## EXERCISE DESCRIPTION
Repeat exactly, and only, the lines of the entries below from the one with "let record = payload.clone();" through the one with "pub fn close(&self)", both ends included.
**** PROVIDED RECORDS
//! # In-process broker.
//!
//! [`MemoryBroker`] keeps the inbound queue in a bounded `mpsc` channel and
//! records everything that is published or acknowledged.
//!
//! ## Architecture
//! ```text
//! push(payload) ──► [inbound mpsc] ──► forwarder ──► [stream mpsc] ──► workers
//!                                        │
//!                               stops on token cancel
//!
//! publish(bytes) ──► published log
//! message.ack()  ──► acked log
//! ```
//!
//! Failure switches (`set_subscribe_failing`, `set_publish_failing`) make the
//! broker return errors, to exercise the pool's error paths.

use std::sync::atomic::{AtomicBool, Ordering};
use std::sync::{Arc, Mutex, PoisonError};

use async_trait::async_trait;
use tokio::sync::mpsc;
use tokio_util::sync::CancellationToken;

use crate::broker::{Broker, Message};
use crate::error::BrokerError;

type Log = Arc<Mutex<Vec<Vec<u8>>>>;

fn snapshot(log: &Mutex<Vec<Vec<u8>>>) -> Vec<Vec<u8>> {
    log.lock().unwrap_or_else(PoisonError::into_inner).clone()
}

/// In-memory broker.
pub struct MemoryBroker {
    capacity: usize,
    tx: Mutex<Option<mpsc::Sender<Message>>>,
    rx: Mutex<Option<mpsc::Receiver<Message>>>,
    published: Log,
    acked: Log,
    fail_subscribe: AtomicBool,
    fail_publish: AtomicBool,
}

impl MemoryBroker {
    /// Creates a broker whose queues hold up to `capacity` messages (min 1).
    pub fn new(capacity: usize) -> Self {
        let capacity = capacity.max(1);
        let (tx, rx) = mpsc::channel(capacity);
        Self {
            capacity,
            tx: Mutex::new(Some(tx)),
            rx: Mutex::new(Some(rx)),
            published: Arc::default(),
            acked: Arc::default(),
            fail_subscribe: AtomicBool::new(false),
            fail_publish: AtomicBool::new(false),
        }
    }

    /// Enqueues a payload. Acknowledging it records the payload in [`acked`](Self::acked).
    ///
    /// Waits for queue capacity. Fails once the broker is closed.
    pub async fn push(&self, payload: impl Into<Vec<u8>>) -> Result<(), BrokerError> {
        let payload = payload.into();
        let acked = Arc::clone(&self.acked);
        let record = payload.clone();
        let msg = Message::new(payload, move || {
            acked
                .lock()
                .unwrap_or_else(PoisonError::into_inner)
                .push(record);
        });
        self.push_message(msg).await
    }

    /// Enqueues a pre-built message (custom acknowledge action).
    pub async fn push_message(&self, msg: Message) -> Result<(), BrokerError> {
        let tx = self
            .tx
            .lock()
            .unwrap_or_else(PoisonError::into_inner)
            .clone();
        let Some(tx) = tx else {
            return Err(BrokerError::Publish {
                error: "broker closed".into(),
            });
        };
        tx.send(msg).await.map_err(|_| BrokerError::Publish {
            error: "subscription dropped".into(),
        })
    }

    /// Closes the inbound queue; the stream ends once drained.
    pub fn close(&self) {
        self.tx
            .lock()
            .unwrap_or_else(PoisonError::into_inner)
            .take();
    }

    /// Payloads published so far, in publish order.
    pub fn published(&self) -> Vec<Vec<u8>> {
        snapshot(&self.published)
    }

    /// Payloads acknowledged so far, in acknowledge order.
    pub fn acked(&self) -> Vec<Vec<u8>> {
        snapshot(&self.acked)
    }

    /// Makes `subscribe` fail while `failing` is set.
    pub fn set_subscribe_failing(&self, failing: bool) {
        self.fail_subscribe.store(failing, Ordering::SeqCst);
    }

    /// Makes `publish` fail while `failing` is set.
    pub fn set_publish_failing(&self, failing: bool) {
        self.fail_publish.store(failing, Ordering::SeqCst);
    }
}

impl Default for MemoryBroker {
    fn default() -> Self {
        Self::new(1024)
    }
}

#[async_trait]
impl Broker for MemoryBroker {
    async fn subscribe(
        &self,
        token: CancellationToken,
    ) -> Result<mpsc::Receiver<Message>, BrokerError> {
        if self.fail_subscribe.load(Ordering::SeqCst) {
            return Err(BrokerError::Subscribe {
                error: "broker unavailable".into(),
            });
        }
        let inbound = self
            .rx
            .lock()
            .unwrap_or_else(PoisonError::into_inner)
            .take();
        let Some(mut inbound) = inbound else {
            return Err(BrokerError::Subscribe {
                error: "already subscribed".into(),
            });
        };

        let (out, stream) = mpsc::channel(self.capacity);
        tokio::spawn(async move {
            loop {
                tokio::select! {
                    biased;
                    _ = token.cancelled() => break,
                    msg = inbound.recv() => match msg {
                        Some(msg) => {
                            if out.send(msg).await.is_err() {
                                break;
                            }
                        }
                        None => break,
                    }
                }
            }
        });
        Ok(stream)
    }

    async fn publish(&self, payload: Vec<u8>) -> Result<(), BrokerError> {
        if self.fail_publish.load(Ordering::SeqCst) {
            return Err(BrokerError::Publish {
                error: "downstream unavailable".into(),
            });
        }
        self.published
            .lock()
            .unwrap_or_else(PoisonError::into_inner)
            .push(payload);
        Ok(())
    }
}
********
## ANSWER TO THIS EXERCISE
        let record = payload.clone();
        let msg = Message::new(payload, move || {
            acked
                .lock()
                .unwrap_or_else(PoisonError::into_inner)
                .push(record);
        });
        self.push_message(msg).await
    }

    /// Enqueues a pre-built message (custom acknowledge action).
    pub async fn push_message(&self, msg: Message) -> Result<(), BrokerError> {
        let tx = self
            .tx
            .lock()
            .unwrap_or_else(PoisonError::into_inner)
            .clone();
        let Some(tx) = tx else {
            return Err(BrokerError::Publish {
                error: "broker closed".into(),
            });
        };
        tx.send(msg).await.map_err(|_| BrokerError::Publish {
            error: "subscription dropped".into(),
        })
    }

    /// Closes the inbound queue; the stream ends once drained.
    pub fn close(&self) {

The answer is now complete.